EXERCISE: An exact copy of every record is the required answer.

[Stored data entries]
───
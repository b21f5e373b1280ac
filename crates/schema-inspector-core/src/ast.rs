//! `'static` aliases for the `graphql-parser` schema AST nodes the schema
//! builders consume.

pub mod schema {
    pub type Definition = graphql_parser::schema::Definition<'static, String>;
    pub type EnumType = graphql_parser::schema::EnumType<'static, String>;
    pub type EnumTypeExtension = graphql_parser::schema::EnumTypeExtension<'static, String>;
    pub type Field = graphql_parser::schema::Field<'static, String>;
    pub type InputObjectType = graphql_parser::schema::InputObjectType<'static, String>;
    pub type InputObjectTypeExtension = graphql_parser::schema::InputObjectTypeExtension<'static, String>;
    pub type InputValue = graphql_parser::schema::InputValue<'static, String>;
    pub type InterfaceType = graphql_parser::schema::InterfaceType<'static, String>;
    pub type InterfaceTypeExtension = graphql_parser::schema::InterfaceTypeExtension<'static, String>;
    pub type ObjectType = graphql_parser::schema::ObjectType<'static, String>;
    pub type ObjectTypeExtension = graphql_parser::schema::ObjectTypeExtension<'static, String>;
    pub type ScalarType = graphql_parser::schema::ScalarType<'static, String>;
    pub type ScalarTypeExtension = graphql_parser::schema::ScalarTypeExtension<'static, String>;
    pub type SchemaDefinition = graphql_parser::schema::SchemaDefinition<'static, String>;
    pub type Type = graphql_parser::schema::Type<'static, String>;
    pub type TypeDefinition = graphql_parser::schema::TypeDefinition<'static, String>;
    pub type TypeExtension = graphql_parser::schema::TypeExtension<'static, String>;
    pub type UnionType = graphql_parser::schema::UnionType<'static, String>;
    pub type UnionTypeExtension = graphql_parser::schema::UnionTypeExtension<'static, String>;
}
───
RESPONSE TO THIS TASK:
repository b21f5e373b1280ac
filename crates/schema-inspector-core/src/ast.rs
//! `'static` aliases for the `graphql-parser` schema AST nodes the schema
//! builders consume.

pub mod schema {
    pub type Definition = graphql_parser::schema::Definition<'static, String>;
    pub type EnumType = graphql_parser::schema::EnumType<'static, String>;
    pub type EnumTypeExtension = graphql_parser::schema::EnumTypeExtension<'static, String>;
    pub type Field = graphql_parser::schema::Field<'static, String>;
    pub type InputObjectType = graphql_parser::schema::InputObjectType<'static, String>;
    pub type InputObjectTypeExtension = graphql_parser::schema::InputObjectTypeExtension<'static, String>;
    pub type InputValue = graphql_parser::schema::InputValue<'static, String>;
    pub type InterfaceType = graphql_parser::schema::InterfaceType<'static, String>;
    pub type InterfaceTypeExtension = graphql_parser::schema::InterfaceTypeExtension<'static, String>;
    pub type ObjectType = graphql_parser::schema::ObjectType<'static, String>;
    pub type ObjectTypeExtension = graphql_parser::schema::ObjectTypeExtension<'static, String>;
    pub type ScalarType = graphql_parser::schema::ScalarType<'static, String>;
    pub type ScalarTypeExtension = graphql_parser::schema::ScalarTypeExtension<'static, String>;
    pub type SchemaDefinition = graphql_parser::schema::SchemaDefinition<'static, String>;
    pub type Type = graphql_parser::schema::Type<'static, String>;
    pub type TypeDefinition = graphql_parser::schema::TypeDefinition<'static, String>;
    pub type TypeExtension = graphql_parser::schema::TypeExtension<'static, String>;
    pub type UnionType = graphql_parser::schema::UnionType<'static, String>;
    pub type UnionTypeExtension = graphql_parser::schema::UnionTypeExtension<'static, String>;
}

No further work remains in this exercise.